▽

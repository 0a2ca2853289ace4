use std::path::{Path, PathBuf};
use std::sync::{Arc, Mutex};

use tabular_normalizer::execution::{scan_directory, BatchEngine, BatchEvent, BatchObserver, BatchOptions};
use tabular_normalizer::report::{inspection_rows, to_json};
use tabular_normalizer::types::TableSource;
use tabular_normalizer::FailureKind;

fn exports_dir() -> PathBuf {
    Path::new(env!("CARGO_MANIFEST_DIR")).join("tests/fixtures/exports")
}

fn file_names(paths: &[PathBuf]) -> Vec<String> {
    paths
        .iter()
        .map(|p| p.file_name().unwrap().to_string_lossy().into_owned())
        .collect()
}

#[derive(Default)]
struct EventLog {
    events: Mutex<Vec<String>>,
}

impl BatchObserver for EventLog {
    fn on_event(&self, event: &BatchEvent) {
        let tag = match event {
            BatchEvent::RunStarted { files } => format!("start:{files}"),
            BatchEvent::FileFailed { kind, .. } => format!("failed:{kind}"),
            BatchEvent::RunFinished { metrics, .. } => format!("finish:{}", metrics.files_started),
            _ => return,
        };
        self.events.lock().unwrap().push(tag);
    }
}

#[test]
fn scan_lists_supported_extensions_only() {
    let top = scan_directory(exports_dir(), false).unwrap();
    assert_eq!(file_names(&top), vec!["prelevements.csv", "virements.csv"]);

    let all = scan_directory(exports_dir(), true).unwrap();
    assert_eq!(
        file_names(&all),
        vec!["EMPTY.CSV", "prelevements.csv", "virements.csv"]
    );
}

#[test]
fn scan_rejects_a_file_path() {
    let err = scan_directory(exports_dir().join("virements.csv"), true).unwrap_err();
    assert_eq!(err.kind(), std::io::ErrorKind::NotADirectory);
}

#[test]
fn directory_batch_isolates_failures() {
    let log = Arc::new(EventLog::default());
    let log_obs: Arc<dyn BatchObserver> = log.clone();
    let engine = BatchEngine::new(BatchOptions {
        num_threads: Some(2),
        max_in_flight_files: 2,
    })
    .unwrap()
    .with_observer(log_obs);

    let outcomes = engine.inspect_directory(exports_dir(), true).unwrap();
    assert_eq!(outcomes.len(), 3);

    assert_eq!(outcomes[0].failure().unwrap().kind(), FailureKind::EmptyFile);

    let prelevements = outcomes[1].table().unwrap();
    assert_eq!(prelevements.header(), ["id", "débiteur", "montant", "statut"]);
    assert_eq!(prelevements.row_count(), 3);
    assert_eq!(prelevements.quality().padded_rows, 1);

    let virements = outcomes[2].table().unwrap();
    assert_eq!(virements.header(), ["Date", "Bénéficiaire", "Référence", "Montant"]);
    assert_eq!(virements.row_count(), 3);
    assert_eq!(virements.rows()[1][1], "Café du Commerce");
    match virements.source() {
        TableSource::Csv { encoding, preamble_lines, .. } => {
            assert_eq!(encoding.name(), "windows-1252");
            assert_eq!(*preamble_lines, 2);
        }
        other => panic!("unexpected source: {other:?}"),
    }

    let events = log.events.lock().unwrap().clone();
    assert_eq!(events.first().map(String::as_str), Some("start:3"));
    assert!(events.contains(&"failed:empty_file".to_string()));
    assert_eq!(events.last().map(String::as_str), Some("finish:3"));
}

#[test]
fn inspection_report_summarizes_each_file() {
    let engine = BatchEngine::new(BatchOptions::default()).unwrap();
    let outcomes = engine.inspect_directory(exports_dir(), true).unwrap();
    let rows = inspection_rows(&outcomes);

    assert_eq!(rows[0].file_name, "EMPTY.CSV");
    assert_eq!(rows[0].extension, ".csv");
    assert_eq!(rows[0].size, "0 bytes");
    assert_eq!(rows[0].failure_kind, Some(FailureKind::EmptyFile));

    assert_eq!(rows[1].encoding.as_deref(), Some("UTF-8"));
    assert_eq!(rows[1].delimiter.as_deref(), Some(","));
    assert_eq!(rows[1].flags, vec!["row_length_mismatch"]);

    assert_eq!(rows[2].encoding.as_deref(), Some("windows-1252"));
    assert_eq!(rows[2].delimiter.as_deref(), Some(";"));
    assert_eq!(rows[2].rows, Some(3));
    assert_eq!(rows[2].columns, Some(4));

    let json = to_json(&rows).unwrap();
    assert!(json.contains("\"file_name\": \"virements.csv\""));
}

#[test]
fn missing_directory_is_an_error_not_an_empty_batch() {
    let engine = BatchEngine::new(BatchOptions::default()).unwrap();
    assert!(engine.inspect_directory(exports_dir().join("nope"), false).is_err());
}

△

▸ Exercise description
Lines with the word "delimiter" in them are the answer; report each one from the data.

▸ Solved problem
    assert_eq!(rows[1].delimiter.as_deref(), Some(","));
    assert_eq!(rows[2].delimiter.as_deref(), Some(";"));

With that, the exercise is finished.